**Data to examine**
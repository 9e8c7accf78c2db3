use crate::{
    adapter::Adapter,
    conn::{
        fetch::Fetched,
        response::{RespCookie, State},
        session::Session,
    },
    errors::ConnResult,
    http::{params::Params, types::Version},
    limits::FetchLimits,
    HeaderMap,
};
use bytes::Bytes;
use std::{any::Any, collections::BTreeMap, fmt, sync::Arc};

/// Callback run right before a response is delivered.
pub type BeforeSend = Arc<dyn Fn(Conn) -> ConnResult + Send + Sync>;

/// One request/response exchange.
///
/// A `Conn` is an immutable value: every operation consumes it and returns
/// the next value, so a handler is a function `Conn -> ConnResult`. Cloning
/// is cheap, the request parts are reference counted and shared between
/// clones.
///
/// Request data is fetched lazily. Until an [`Aspect`](crate::Aspect) is
/// fetched, the fields derived from it are unavailable and reading them fails
/// with an [`UnfetchedError`](crate::UnfetchedError):
///
/// ```
/// use maker_conn::{test, Aspect};
///
/// let conn = test::req("GET", "/hello?name=bob", "");
/// assert!(conn.params().is_err());
///
/// let conn = conn.fetch(Aspect::Params).unwrap();
/// assert_eq!(conn.params().unwrap()["name"].as_str(), Some("bob"));
/// ```
///
/// The response side follows [`State`]: `Unset -> Set -> (Chunked) -> Sent`.
///
/// ```
/// use maker_conn::{test, State, StatusCode};
///
/// let conn = test::req("GET", "/", "")
///     .put_resp_content_type("text/plain")
///     .send(StatusCode::Ok, "Hello World!")
///     .unwrap();
///
/// assert_eq!(conn.state(), State::Sent);
/// assert_eq!(test::sent(&conn).unwrap().body, "Hello World!");
/// ```
#[derive(Clone)]
pub struct Conn {
    pub(crate) adapter: Arc<dyn Adapter>,
    pub(crate) limits: Arc<FetchLimits>,
    pub(crate) app: Option<Arc<str>>,

    pub(crate) method: String,
    pub(crate) original_method: Arc<str>,
    pub(crate) version: Version,
    pub(crate) path_segments: Arc<[String]>,
    pub(crate) script_name_len: usize,
    pub(crate) query_string: Arc<str>,

    pub(crate) fetched: Fetched,
    pub(crate) req_headers: Arc<HeaderMap>,
    pub(crate) params: Arc<Params>,
    pub(crate) req_cookies: Arc<BTreeMap<String, String>>,
    pub(crate) req_body: Bytes,
    pub(crate) session: Arc<Session>,

    pub(crate) state: State,
    pub(crate) status: Option<u16>,
    pub(crate) resp_body: Bytes,
    pub(crate) resp_headers: HeaderMap,
    pub(crate) resp_cookies: Vec<RespCookie>,
    pub(crate) resp_charset: String,
    pub(crate) resp_content_type: Option<String>,

    pub(crate) assigns: Assigns,
    pub(crate) private: Assigns,
    pub(crate) before_send: Vec<BeforeSend>,
}

impl Conn {
    /// Builds a connection for a request received through `adapter`.
    ///
    /// `target` is the request target as sent (`/path?query`). Empty path
    /// segments are dropped, so `/a//b/` has the segments `["a", "b"]`.
    pub fn new(
        adapter: Arc<dyn Adapter>,
        method: &str,
        target: &str,
        version: Version,
        limits: Arc<FetchLimits>,
    ) -> Self {
        let (path, query) = target.split_once('?').unwrap_or((target, ""));
        let path_segments: Arc<[String]> = path
            .split('/')
            .filter(|segment| !segment.is_empty())
            .map(str::to_owned)
            .collect();

        Self {
            adapter,
            limits,
            app: None,

            method: method.to_owned(),
            original_method: Arc::from(method),
            version,
            path_segments,
            script_name_len: 0,
            query_string: Arc::from(query),

            fetched: Fetched::default(),
            req_headers: Arc::default(),
            params: Arc::default(),
            req_cookies: Arc::default(),
            req_body: Bytes::new(),
            session: Arc::default(),

            state: State::Unset,
            status: None,
            resp_body: Bytes::new(),
            resp_headers: HeaderMap::new(),
            resp_cookies: Vec::new(),
            resp_charset: String::from("utf-8"),
            resp_content_type: None,

            assigns: Assigns::default(),
            private: Assigns::default(),
            before_send: Vec::new(),
        }
    }

    #[inline(always)]
    pub fn adapter(&self) -> &dyn Adapter {
        &*self.adapter
    }

    #[inline(always)]
    pub fn limits(&self) -> &FetchLimits {
        &self.limits
    }

    /// Name of the application that dispatched this connection.
    #[inline]
    pub fn app(&self) -> Option<&str> {
        self.app.as_deref()
    }

    #[inline]
    pub(crate) fn with_app(mut self, app: Arc<str>) -> Self {
        self.app = Some(app);
        self
    }

    #[inline]
    pub(crate) fn with_limits(mut self, limits: Arc<FetchLimits>) -> Self {
        self.limits = limits;
        self
    }

    #[inline(always)]
    pub fn method(&self) -> &str {
        &self.method
    }

    /// Overrides the request method seen by the rest of the chain.
    ///
    /// [`original_method`](Conn::original_method) is unchanged.
    #[inline]
    pub fn put_method(mut self, method: &str) -> Self {
        self.method = method.to_owned();
        self
    }

    /// The method the request arrived with.
    #[inline(always)]
    pub fn original_method(&self) -> &str {
        &self.original_method
    }

    #[inline(always)]
    pub fn version(&self) -> Version {
        self.version
    }

    /// The raw query string, without the leading `?`.
    #[inline(always)]
    pub fn query_string(&self) -> &str {
        &self.query_string
    }

    #[inline(always)]
    pub fn assigns(&self) -> &Assigns {
        &self.assigns
    }

    /// Stores `value` under `key` for later filters and the endpoint.
    ///
    /// # Examples
    /// ```
    /// use maker_conn::test;
    ///
    /// let conn = test::req("GET", "/", "")
    ///     .assign("user_id", 42_u64)
    ///     .assign("user_id", 7_u64);
    ///
    /// assert_eq!(conn.assigns().get::<u64>("user_id"), Some(&7));
    /// assert_eq!(conn.assigns().get::<String>("user_id"), None);
    /// ```
    #[inline]
    pub fn assign<V: Any + Send + Sync>(mut self, key: &str, value: V) -> Self {
        self.assigns.insert(key, Arc::new(value));
        self
    }

    /// Storage reserved for filters and the framework itself.
    #[inline(always)]
    pub fn private(&self) -> &Assigns {
        &self.private
    }

    #[inline]
    pub fn put_private<V: Any + Send + Sync>(mut self, key: &str, value: V) -> Self {
        self.private.insert(key, Arc::new(value));
        self
    }
}

impl fmt::Debug for Conn {
    fn fmt(&self, f: &mut fmt::Formatter<'_>) -> fmt::Result {
        f.debug_struct("Conn")
            .field("app", &self.app)
            .field("method", &self.method)
            .field("original_method", &self.original_method)
            .field("path_segments", &self.path_segments)
            .field("script_name_len", &self.script_name_len)
            .field("query_string", &self.query_string)
            .field("fetched", &self.fetched)
            .field("state", &self.state)
            .field("status", &self.status)
            .field("resp_headers", &self.resp_headers)
            .field("resp_cookies", &self.resp_cookies)
            .field("assigns", &self.assigns)
            .field("private", &self.private)
            .field("before_send", &self.before_send.len())
            .finish_non_exhaustive()
    }
}

// ASSIGNS

/// Insertion-ordered values of arbitrary types, keyed by name.
#[derive(Clone, Default)]
pub struct Assigns {
    entries: Vec<(String, Arc<dyn Any + Send + Sync>)>,
}

impl Assigns {
    /// Returns the value under `key` if it exists and has type `T`.
    #[inline]
    pub fn get<T: Any>(&self, key: &str) -> Option<&T> {
        self.entries
            .iter()
            .find(|(k, _)| k == key)
            .and_then(|(_, value)| value.downcast_ref::<T>())
    }

    #[inline]
    pub fn contains_key(&self, key: &str) -> bool {
        self.entries.iter().any(|(k, _)| k == key)
    }

    #[inline]
    pub fn keys(&self) -> impl Iterator<Item = &str> {
        self.entries.iter().map(|(k, _)| k.as_str())
    }

    #[inline(always)]
    pub fn len(&self) -> usize {
        self.entries.len()
    }

    #[inline(always)]
    pub fn is_empty(&self) -> bool {
        self.entries.is_empty()
    }

    // Replaces in place, so a key keeps its first position.
    pub(crate) fn insert(&mut self, key: &str, value: Arc<dyn Any + Send + Sync>) {
        match self.entries.iter_mut().find(|(k, _)| k == key) {
            Some(entry) => entry.1 = value,
            None => self.entries.push((key.to_owned(), value)),
        }
    }
}

impl fmt::Debug for Assigns {
    fn fmt(&self, f: &mut fmt::Formatter<'_>) -> fmt::Result {
        f.debug_list().entries(self.keys()).finish()
    }
}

**Your objective**
Give the count of lines in the listing that hold "StatusCode", and write nothing beyond it.

**Solution below**
2